The patent seems to be more about weight than length reduction, here is a snippet from example one of the patent.

"Then, as for the optical system L0 of the present invention, the aperture-diaphragm S twist is also using lens constitution in pre-group LF on the object side as the positive lens GFP and the cemented lens which forms the diffraction optical element Ldoe. A lens effective diameter is small-diameter-ized and the weight saving of lens weight is attained because this takes the sufficiently wide interval on the optic axis of both lenses. And the focus lens group Lfo which is a moving lens group for focuses is also arranging an aperture-diaphragm S twist to the image side, it small-diameter-izes a lens effective diameter, also miniaturizes a mechanism mechanism in connection with it, and is attaining the weight saving of the whole system."

Multiple resin molded diffraction lenses cemented to glass lenses are used, thats expensive, and probably not likely to be used, the yield may be too low to afford two or more diffraction lenses.

The patent also states that the design is only practical for lenses with 4.5 degree FOV or less (>455mm), which makes a 500mm lens near the lower limit of practicality. I read this to mean that there is more benefit in a 600mm or longer lens.

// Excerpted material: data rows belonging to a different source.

// ── Core error types ──
//
// Workflow-level errors. Callers see which stage failed and the raw
// controller payload where there is one; HTTP details stay in cgx-api.

use std::path::PathBuf;

use thiserror::Error;

/// Unified error type for the core crate.
#[derive(Debug, Error)]
pub enum CoreError {
    // ── Authentication ───────────────────────────────────────────────
    #[error("Authentication failed: {message}")]
    AuthenticationFailed { message: String },

    #[error("Cannot read auth token file {}: {source}", path.display())]
    TokenFile {
        path: PathBuf,
        #[source]
        source: std::io::Error,
    },

    // ── Discovery ────────────────────────────────────────────────────
    #[error("API call failure when enumerating tenant: {payload}")]
    TenantUnavailable { payload: String },

    #[error("API call failure when enumerating sites in tenant: {payload}")]
    SitesUnavailable { payload: String },

    // ── Interaction ──────────────────────────────────────────────────
    #[error("Prompt failed: {message}")]
    Prompt { message: String },

    // ── API errors (wrapped) ─────────────────────────────────────────
    #[error("API error: {message}")]
    Api {
        message: String,
        /// HTTP status code (if applicable).
        status: Option<u16>,
    },
}

impl CoreError {
    /// Render the raw payload of an API error for display.
    ///
    /// JSON payloads are pretty-printed; anything else falls back to the
    /// error's own message.
    pub fn payload_text(err: &cgx_api::Error) -> String {
        match err.payload() {
            Some(serde_json::Value::String(text)) => text.clone(),
            Some(value) => {
                serde_json::to_string_pretty(value).unwrap_or_else(|_| value.to_string())
            }
            None => err.to_string(),
        }
    }
}

// ── Conversion from transport-layer errors ───────────────────────────

impl From<cgx_api::Error> for CoreError {
    fn from(err: cgx_api::Error) -> Self {
        match err {
            cgx_api::Error::Authentication { message } => {
                CoreError::AuthenticationFailed { message }
            }
            cgx_api::Error::NotAuthenticated => CoreError::AuthenticationFailed {
                message: "session has no tenant id".into(),
            },
            cgx_api::Error::Api { status, ref body } => CoreError::Api {
                message: body.to_string(),
                status: Some(status),
            },
            other => CoreError::Api {
                message: other.to_string(),
                status: None,
            },
        }
    }
}
//! GPS trajectory smoothing with a constant-velocity Kalman filter and a Rauch–Tung–Striebel
//! smoother
//!
//! Recorded GPS traces of runs and rides jitter around the true path: every fix carries a few tens
//! of feet of error. This crate takes a complete trace of (latitude, longitude) fixes sampled at a
//! uniform interval and returns a smoothed trace of the same length and order. Smoothing is done
//! offline in two passes:
//!
//! 1. a forward linear Kalman filter pass with a constant-velocity motion model, and
//! 2. a backward Rauch–Tung–Striebel (RTS) pass that revises every estimate using the
//!    observations that came after it.
//!
//! The crate is built on [`nalgebra`](https://crates.io/crates/nalgebra) for the (small, fixed
//! size) matrices. Everything else is auxiliary: reading traces and configuration with
//! [`serde`](https://crates.io/crates/serde), synthetic traces with
//! [`rand`](https://crates.io/crates/rand) and [`rand_distr`](https://crates.io/crates/rand_distr),
//! and logging through the [`log`](https://crates.io/crates/log) facade.
//!
//! ## Crate overview
//!
//! - [config]: Tuning parameters, their defaults, and JSON/YAML/TOML persistence.
//! - [earth]: WGS84 constants, degree lengths, feet/degree conversions and distances.
//! - [error]: The error type returned by the smoother.
//! - [filter]: The forward Kalman filter pass.
//! - [linalg]: Small linear algebra helpers (SPD solves, symmetrization, PSD checks).
//! - [model]: Construction of the constant-velocity state-space model from a trace.
//! - [report]: Paired raw/smoothed output with a distance summary.
//! - [smoother]: The backward RTS pass and the [smooth_trajectory] entry point.
//! - [synthetic]: Seeded synthetic noisy traces.
//! - [trace]: Raw trace types, readers, and the activity provider seam.
//!
//! ## State definition
//!
//! The state vector is
//!
//! $$
//! x = [\phi, \dot{\phi}, \lambda, \dot{\lambda}]
//! $$
//!
//! where $\phi$ is latitude and $\lambda$ longitude in degrees, and the dotted quantities their
//! rates in degrees per step. Latitude and longitude evolve independently:
//!
//! $$
//! F = \begin{bmatrix} 1 & \Delta t & 0 & 0 \\\\ 0 & 1 & 0 & 0 \\\\ 0 & 0 & 1 & \Delta t \\\\ 0 & 0 & 0 & 1 \end{bmatrix}
//! \quad
//! H = \begin{bmatrix} 1 & 0 & 0 & 0 \\\\ 0 & 0 & 1 & 0 \end{bmatrix}
//! $$
//!
//! All tuning parameters are given in feet (or feet per second) and converted into degrees with a
//! [DegreeScale].
//!
//! ## Example
//!
//! ```rust
//! use tracksmooth::{SmootherParameters, smooth_trajectory};
//!
//! let raw = vec![(40.0, -105.0), (40.00011, -105.00001), (40.00019, -104.99999), (40.0003, -105.0)];
//! let params = SmootherParameters::new(30.0, 25.0, 30.0, 1e-12);
//! let smoothed = smooth_trajectory(&raw, &params).unwrap();
//! assert_eq!(smoothed.len(), raw.len());
//! ```

pub mod config;
pub mod earth;
pub mod error;
pub mod filter;
pub mod linalg;
pub mod model;
pub mod report;
pub mod smoother;
pub mod synthetic;
pub mod trace;

pub use config::{DegreeScale, SmootherParameters};
pub use error::SmootherError;
pub use filter::{FilterStep, forward_pass};
pub use model::StateSpaceModel;
pub use smoother::{SmoothedEstimate, SmoothedTrajectory, backward_pass, smooth, smooth_trajectory};
pub use trace::{ActivityProvider, DirectoryProvider, TrackPoint};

"The imaging device described in Claim 10, wherein the maximum imaging half field angle is 4.5 degree or less."


----------



## tron (Jan 18, 2019)

The prototype 600mm DO f/4 lens was about 31 to 32cm long. Right now the 600mm f/4L IS III weighs 3.05Kg so it is probable that they will have diminishing returns in further weight reduction attempts. But going from the current 600mm length of 44 to 45cm to 31 to 32cm is a huge improvement.


----------



## [email protected] (Jan 18, 2019)

I wonder if the "resin molded ... lenses cemented to glass" is similar or same to the "Blue Goo." The blue refractive optics were innovative in that they appear to have unique refractive qualities (not as relevant to this new DO stuff) and also because they were essentially plastic bonded to glass. I wonder if that is the critical development; that weight can be saved by using plastic optical elements, and that DO structures can be more cheaply manufactured by simply molding plastics. If that speculation is true, there might be some real savings in making DO lenses.

Canon has always been cagey about describing its Blue Goo stuff as plastic, probably fearing negative reaction to the term. It does beg the question about whether or not such a lens element will remain perfectly clear and in shape 2 or 3 decades after manufacture. That said, if I were given an opportunity to buy a 500mm DO f/4 with plastic elements at $6000 that would last only 15 years in prime optical quality, I'd do it over purchasing a $9000, heavier glass one.


----------



## Maximilian (Jan 18, 2019)

tron said:


> ... But going from the current 600mm length of 44 to 45cm to 31 to 32cm is a huge improvement.


Such would surely be. 
But this size reduction is not part of THIS patent, as optical formula and therefore lens are much longer.


----------



## BurningPlatform (Jan 18, 2019)

As the back focus of both these designs is around 10 cm, there is no technical reason for these lenses to be built for RF mount only. They could as well be built for EF mount. They probably will not, however, but the reasons are purely commercial.


----------